I can't answer for other vendors. If I recall correctly, these files are "user" specific options, your environment.
Don't add any of those files into version control. These files are auto generated with work station specific information, if checked-in to version control that will cause trouble in other work stations.
No, they shouldn't be committed to source control as they are developer/machine-specific local settings.
GitHub maintain a list of suggested file types for Visual Studio users to ignore at https://github.com/github/gitignore/blob/master/VisualStudio.gitignore
For svn, I have the following global-ignore property set:
*.DotSettings.User
*.onetoc2
*.suo .vs PrecompiledWeb thumbs.db obj bin debug
*.user *.vshost.*
*.tss
*.dbml.layout
As explained in other answers, both .suo and .user shouldn't be added to source control, since they are user/machine-specific (BTW .suo for newest versions of VS was moved into dedicated temporary directory .vs, which should be kept out of source control completely).

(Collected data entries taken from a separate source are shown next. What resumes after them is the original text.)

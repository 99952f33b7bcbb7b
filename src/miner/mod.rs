//! Proof-of-work search
//!
//! [`seal`] is the sequential search: a pure function over an owned block,
//! a difficulty and explicit cancellation/bound inputs. [`CpuSealer`] runs
//! that search on dedicated threads, optionally splitting the nonce space
//! across several of them.

use crate::core::{Block, Difficulty, Digest, Nonce, SealedBlock};
use crate::error::Error;
use async_trait::async_trait;
use std::sync::Arc;
use std::time::{Duration, Instant};
use tokio::sync::watch;
use tokio_util::sync::CancellationToken;
use tracing::Span;

pub mod cpu;
mod search;

pub use cpu::CpuSealer;
pub use search::{seal, seal_blocking};

/// Where a block is in the sealing state machine
///
/// `Unsealed -> Searching -> {Sealed | Failed | Cancelled}`; the last three
/// are terminal.
#[derive(Debug, Clone, Copy, PartialEq, Eq)]
pub enum SealState {
    /// Constructed, not yet handed to a search
    Unsealed,
    /// A search is advancing the nonce
    Searching,
    /// The digest met the difficulty
    Sealed,
    /// The search stopped on a bound without a solution
    Failed,
    /// The search was cancelled; the block is left unsealed
    Cancelled,
}

impl SealState {
    /// True once no further transition is possible
    pub fn is_terminal(self) -> bool {
        matches!(
            self,
            SealState::Sealed | SealState::Failed | SealState::Cancelled
        )
    }
}

impl std::fmt::Display for SealState {
    fn fmt(&self, f: &mut std::fmt::Formatter<'_>) -> std::fmt::Result {
        let name = match self {
            SealState::Unsealed => "unsealed",
            SealState::Searching => "searching",
            SealState::Sealed => "sealed",
            SealState::Failed => "failed",
            SealState::Cancelled => "cancelled",
        };
        f.write_str(name)
    }
}

/// Snapshot of a search, taken between steps
#[derive(Debug, Clone, Copy, PartialEq, Eq)]
pub struct SealProgress {
    /// State at the time of the snapshot
    pub state: SealState,
    /// Nonce of the block
    pub nonce: Nonce,
    /// Digest matching `nonce`
    pub digest: Digest,
    /// Digests evaluated so far by the reporting search
    pub attempts: u64,
}

impl SealProgress {
    /// Snapshot of a block that has not been searched yet
    pub fn unsealed(block: &Block) -> Self {
        Self::of(block, SealState::Unsealed, 0)
    }

    fn of(block: &Block, state: SealState, attempts: u64) -> Self {
        Self {
            state,
            nonce: block.nonce(),
            digest: block.digest(),
            attempts,
        }
    }
}

/// Publishes [`SealProgress`] snapshots to any number of watchers
///
/// Once a terminal snapshot has been published nothing else is sent.
#[derive(Debug, Clone)]
pub struct ProgressReporter {
    tx: Arc<watch::Sender<SealProgress>>,
    terminal: bool,
}

impl ProgressReporter {
    /// Create a reporter and a receiver primed with `block`'s current state
    pub fn channel(block: &Block) -> (Self, watch::Receiver<SealProgress>) {
        let (tx, rx) = watch::channel(SealProgress::unsealed(block));
        (
            Self {
                tx: Arc::new(tx),
                terminal: true,
            },
            rx,
        )
    }

    /// Copy that only publishes `Searching` snapshots, for a search whose
    /// outcome is reported by someone else
    fn searching_only(&self) -> Self {
        Self {
            tx: Arc::clone(&self.tx),
            terminal: false,
        }
    }

    fn report(&self, block: &Block, state: SealState, attempts: u64) {
        if state.is_terminal() && !self.terminal {
            return;
        }
        let snapshot = SealProgress::of(block, state, attempts);
        self.tx.send_if_modified(|current| {
            if current.state.is_terminal() {
                return false;
            }
            *current = snapshot;
            true
        });
    }
}

/// Bounds and observation hooks for a search
#[derive(Debug, Clone)]
pub struct SealOptions {
    /// Stop with `Exhausted` after this many digests (at least one is checked)
    pub max_attempts: Option<u64>,
    /// Stop with `Exhausted` once this instant has passed
    pub deadline: Option<Instant>,
    /// Digests between progress snapshots
    pub progress_interval: u64,
    /// Receives progress snapshots
    pub progress: Option<ProgressReporter>,
}

impl SealOptions {
    /// Default number of digests between progress snapshots
    pub const DEFAULT_PROGRESS_INTERVAL: u64 = 100_000;

    /// Unbounded search without progress reporting
    pub fn unbounded() -> Self {
        Self {
            max_attempts: None,
            deadline: None,
            progress_interval: Self::DEFAULT_PROGRESS_INTERVAL,
            progress: None,
        }
    }

    /// Cap the number of digests evaluated
    pub fn with_max_attempts(mut self, max_attempts: u64) -> Self {
        self.max_attempts = Some(max_attempts);
        self
    }

    /// Stop after `timeout` from now
    pub fn with_timeout(mut self, timeout: Duration) -> Self {
        self.deadline = Some(Instant::now() + timeout);
        self
    }

    /// Stop at a fixed instant
    pub fn with_deadline(mut self, deadline: Instant) -> Self {
        self.deadline = Some(deadline);
        self
    }

    /// Publish snapshots every `interval` digests
    pub fn with_progress(mut self, reporter: ProgressReporter, interval: u64) -> Self {
        self.progress = Some(reporter);
        self.progress_interval = interval.max(1);
        self
    }
}

impl Default for SealOptions {
    fn default() -> Self {
        Self::unbounded()
    }
}

/// A search that ended without sealing, with the block handed back
///
/// The block's nonce and digest are the last consistent pair the search
/// produced.
#[derive(Debug, thiserror::Error)]
#[error("{reason}")]
pub struct Unsealed {
    block: Block,
    reason: Error,
}

impl Unsealed {
    /// Pair a block with the reason it was not sealed
    pub fn new(block: Block, reason: Error) -> Self {
        Self { block, reason }
    }

    /// The unsealed block
    pub fn block(&self) -> &Block {
        &self.block
    }

    /// Why sealing stopped
    pub fn reason(&self) -> &Error {
        &self.reason
    }

    /// Take back the block
    pub fn into_block(self) -> Block {
        self.block
    }

    /// Split into block and reason
    pub fn into_parts(self) -> (Block, Error) {
        (self.block, self.reason)
    }
}

impl From<Unsealed> for Error {
    fn from(unsealed: Unsealed) -> Self {
        unsealed.reason
    }
}

/// Statistics for a sealer
#[derive(Debug, Clone, Default)]
pub struct SealStats {
    /// Total digests evaluated
    pub total_attempts: u64,
    /// Number of blocks sealed
    pub blocks_sealed: u64,
    /// Time spent searching
    pub elapsed: Duration,
    /// Average digests per second
    pub hash_rate: f64,
}

/// Trait for sealer implementations
///
/// A sealer owns the block for the duration of the search and either
/// returns it sealed or hands it back inside [`Unsealed`].
#[async_trait]
pub trait Sealer: Send + Sync {
    /// Get the sealer type name for logging
    fn sealer_type(&self) -> &'static str;

    /// Search for a nonce meeting `difficulty`
    async fn seal(
        &self,
        block: Block,
        difficulty: Difficulty,
        options: SealOptions,
        cancellation: CancellationToken,
    ) -> Result<SealedBlock, Unsealed>;

    /// Get statistics for the searches run so far
    fn stats(&self) -> SealStats {
        SealStats::default()
    }
}

/// Create a tracing span for a sealing operation
pub fn seal_span(sealer_type: &str, difficulty: Difficulty, threads: usize) -> Span {
    tracing::info_span!(
        "seal",
        sealer_type = sealer_type,
        difficulty = difficulty.value(),
        threads = threads,
    )
}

However if your application requires some setup of environment for debugging in VS (such settings are usually kept in .user file), it may be handy to prepare a sample file (naming it like .user.SAMPLE) and add it to source control for references.
Instead of hard-coded absolute path in such file, it makes sense to use relative ones or rely on environment variables, so the sample may be generic enough to be easily re-usable by others.
If you set your executable dir dependencies in ProjectProperties>Debugging>Environment, the paths are stored in '.user' files.
Suppose I set this string in above-mentioned field: "PATH=C:\xyz\bin"
This is how it will get stored in '.user' file:
<LocalDebuggerEnvironment>PATH=C:\xyz\bin$(LocalDebuggerEnvironment)</LocalDebuggerEnvironment>
This helped us a lot while working in OpenCV. We could use different versions of OpenCV for different projects. Another advantage is, it was very easy to set up our projects on a new machine. We just had to copy corresponding dependency dirs. So for some projects, I prefer to add the '.user' to source control.
Even though, it is entirely dependent on projects. You can take a call based on your needs.